● **DIRECTIONS**
All lines of the entries with "derive" in them must be listed.

(INPUT MATERIAL Opens)

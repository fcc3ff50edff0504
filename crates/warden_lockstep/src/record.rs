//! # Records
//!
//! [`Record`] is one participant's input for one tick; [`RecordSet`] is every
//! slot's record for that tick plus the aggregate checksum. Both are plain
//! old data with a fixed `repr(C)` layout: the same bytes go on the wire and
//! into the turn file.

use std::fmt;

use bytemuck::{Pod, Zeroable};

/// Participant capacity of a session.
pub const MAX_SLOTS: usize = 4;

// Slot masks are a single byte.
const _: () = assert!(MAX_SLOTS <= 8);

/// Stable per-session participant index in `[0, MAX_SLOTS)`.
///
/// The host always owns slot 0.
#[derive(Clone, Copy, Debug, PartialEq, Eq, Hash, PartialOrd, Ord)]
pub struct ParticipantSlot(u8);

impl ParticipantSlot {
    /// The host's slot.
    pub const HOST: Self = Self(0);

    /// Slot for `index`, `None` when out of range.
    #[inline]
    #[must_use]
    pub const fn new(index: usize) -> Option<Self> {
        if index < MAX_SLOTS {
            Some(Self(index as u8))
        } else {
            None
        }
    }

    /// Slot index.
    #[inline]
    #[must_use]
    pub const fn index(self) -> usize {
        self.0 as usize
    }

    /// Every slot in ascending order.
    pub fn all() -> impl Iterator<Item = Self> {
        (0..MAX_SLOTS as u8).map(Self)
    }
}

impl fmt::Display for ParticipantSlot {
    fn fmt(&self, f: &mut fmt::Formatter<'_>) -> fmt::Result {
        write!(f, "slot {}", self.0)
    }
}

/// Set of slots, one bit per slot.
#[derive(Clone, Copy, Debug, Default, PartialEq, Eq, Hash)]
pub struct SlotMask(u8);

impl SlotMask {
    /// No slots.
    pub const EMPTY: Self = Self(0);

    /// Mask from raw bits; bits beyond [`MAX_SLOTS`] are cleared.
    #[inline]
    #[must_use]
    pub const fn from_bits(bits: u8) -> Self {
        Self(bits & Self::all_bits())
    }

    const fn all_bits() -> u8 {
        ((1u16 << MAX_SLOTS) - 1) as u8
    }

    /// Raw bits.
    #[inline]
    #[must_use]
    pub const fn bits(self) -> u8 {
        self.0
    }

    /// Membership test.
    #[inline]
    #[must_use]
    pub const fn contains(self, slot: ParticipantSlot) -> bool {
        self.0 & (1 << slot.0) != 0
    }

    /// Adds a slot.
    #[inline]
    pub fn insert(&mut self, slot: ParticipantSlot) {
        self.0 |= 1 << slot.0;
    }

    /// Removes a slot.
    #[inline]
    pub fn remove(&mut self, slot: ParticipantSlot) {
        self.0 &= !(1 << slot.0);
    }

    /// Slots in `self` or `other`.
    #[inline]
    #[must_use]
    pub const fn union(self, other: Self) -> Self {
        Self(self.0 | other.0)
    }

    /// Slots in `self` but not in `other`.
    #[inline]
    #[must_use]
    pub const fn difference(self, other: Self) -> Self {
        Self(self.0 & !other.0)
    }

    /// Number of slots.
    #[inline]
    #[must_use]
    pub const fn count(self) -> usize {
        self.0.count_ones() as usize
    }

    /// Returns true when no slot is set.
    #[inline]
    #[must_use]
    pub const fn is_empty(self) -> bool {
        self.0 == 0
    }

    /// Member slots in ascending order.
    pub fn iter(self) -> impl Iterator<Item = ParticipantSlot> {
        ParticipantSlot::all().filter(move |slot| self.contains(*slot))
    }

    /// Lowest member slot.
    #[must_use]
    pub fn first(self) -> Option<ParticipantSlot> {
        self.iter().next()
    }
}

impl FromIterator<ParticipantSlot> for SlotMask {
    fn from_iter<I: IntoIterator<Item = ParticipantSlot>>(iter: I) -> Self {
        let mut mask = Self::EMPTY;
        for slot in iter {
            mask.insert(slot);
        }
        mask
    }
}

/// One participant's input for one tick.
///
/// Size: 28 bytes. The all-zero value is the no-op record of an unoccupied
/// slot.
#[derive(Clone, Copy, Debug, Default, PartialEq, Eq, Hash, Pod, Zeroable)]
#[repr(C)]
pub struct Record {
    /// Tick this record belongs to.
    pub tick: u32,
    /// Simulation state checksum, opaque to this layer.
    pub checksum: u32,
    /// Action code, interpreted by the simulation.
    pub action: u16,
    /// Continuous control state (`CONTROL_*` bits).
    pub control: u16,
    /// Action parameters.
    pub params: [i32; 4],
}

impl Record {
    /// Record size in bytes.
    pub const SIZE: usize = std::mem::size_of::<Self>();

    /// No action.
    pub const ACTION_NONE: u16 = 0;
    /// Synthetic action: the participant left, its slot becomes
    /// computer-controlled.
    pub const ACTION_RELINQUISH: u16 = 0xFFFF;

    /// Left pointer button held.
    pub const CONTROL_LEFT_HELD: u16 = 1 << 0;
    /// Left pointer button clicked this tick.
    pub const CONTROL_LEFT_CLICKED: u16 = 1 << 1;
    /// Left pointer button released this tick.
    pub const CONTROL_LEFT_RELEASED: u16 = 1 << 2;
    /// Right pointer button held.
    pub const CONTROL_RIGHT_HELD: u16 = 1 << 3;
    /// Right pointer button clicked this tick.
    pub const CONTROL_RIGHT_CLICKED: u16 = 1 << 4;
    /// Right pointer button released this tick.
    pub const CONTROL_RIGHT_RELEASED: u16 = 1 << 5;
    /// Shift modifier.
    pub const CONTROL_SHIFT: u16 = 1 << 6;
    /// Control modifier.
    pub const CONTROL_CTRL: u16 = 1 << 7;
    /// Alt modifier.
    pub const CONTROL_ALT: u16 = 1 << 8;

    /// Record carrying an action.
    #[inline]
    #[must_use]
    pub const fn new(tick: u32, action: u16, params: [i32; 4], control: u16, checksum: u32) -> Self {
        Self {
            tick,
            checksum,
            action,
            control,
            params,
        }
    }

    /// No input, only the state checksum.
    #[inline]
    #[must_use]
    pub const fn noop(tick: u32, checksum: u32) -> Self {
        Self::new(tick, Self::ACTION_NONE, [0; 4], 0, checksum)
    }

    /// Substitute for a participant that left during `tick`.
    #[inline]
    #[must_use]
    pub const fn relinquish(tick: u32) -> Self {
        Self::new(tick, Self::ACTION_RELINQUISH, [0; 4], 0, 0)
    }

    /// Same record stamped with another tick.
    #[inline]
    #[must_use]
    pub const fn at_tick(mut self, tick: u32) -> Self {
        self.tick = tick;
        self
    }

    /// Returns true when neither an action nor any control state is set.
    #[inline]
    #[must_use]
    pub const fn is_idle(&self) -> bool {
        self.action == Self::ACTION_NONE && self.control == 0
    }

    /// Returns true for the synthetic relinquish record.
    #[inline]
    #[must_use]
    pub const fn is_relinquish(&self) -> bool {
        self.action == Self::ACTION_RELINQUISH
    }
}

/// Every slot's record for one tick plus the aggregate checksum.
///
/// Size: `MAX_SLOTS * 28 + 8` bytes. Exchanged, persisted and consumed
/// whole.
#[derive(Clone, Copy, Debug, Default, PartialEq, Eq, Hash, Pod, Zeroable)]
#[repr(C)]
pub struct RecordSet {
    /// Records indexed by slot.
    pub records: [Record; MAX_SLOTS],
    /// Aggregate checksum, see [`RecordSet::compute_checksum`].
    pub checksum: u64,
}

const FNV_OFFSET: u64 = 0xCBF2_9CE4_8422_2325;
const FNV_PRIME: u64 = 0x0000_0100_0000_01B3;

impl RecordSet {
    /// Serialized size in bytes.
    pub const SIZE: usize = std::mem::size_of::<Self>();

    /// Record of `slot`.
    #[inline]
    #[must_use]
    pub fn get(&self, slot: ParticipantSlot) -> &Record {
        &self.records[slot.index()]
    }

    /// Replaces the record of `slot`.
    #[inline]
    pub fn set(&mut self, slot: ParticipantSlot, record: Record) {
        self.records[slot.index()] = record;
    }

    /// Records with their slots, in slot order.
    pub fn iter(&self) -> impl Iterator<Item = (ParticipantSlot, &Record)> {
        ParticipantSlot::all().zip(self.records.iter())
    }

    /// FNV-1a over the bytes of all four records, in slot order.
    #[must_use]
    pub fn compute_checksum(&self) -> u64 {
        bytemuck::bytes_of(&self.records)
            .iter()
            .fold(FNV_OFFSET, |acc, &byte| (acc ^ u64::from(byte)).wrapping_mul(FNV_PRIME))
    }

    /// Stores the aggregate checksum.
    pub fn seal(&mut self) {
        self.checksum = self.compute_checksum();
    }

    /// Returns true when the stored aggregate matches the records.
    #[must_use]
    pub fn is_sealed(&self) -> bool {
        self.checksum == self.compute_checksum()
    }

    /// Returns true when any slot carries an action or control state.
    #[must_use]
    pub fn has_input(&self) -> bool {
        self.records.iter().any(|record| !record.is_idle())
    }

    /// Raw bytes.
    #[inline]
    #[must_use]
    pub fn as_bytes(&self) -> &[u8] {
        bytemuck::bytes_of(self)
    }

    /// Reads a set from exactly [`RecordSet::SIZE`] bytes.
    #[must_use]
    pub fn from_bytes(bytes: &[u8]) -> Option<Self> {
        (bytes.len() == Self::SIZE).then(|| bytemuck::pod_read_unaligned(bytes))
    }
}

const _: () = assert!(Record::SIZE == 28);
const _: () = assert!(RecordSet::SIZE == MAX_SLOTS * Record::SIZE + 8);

(INPUT MATERIAL Closes)

● **TASK RESULT**
#[derive(Clone, Copy, Debug, PartialEq, Eq, Hash, PartialOrd, Ord)]
#[derive(Clone, Copy, Debug, Default, PartialEq, Eq, Hash)]
#[derive(Clone, Copy, Debug, Default, PartialEq, Eq, Hash, Pod, Zeroable)]
#[derive(Clone, Copy, Debug, Default, PartialEq, Eq, Hash, Pod, Zeroable)]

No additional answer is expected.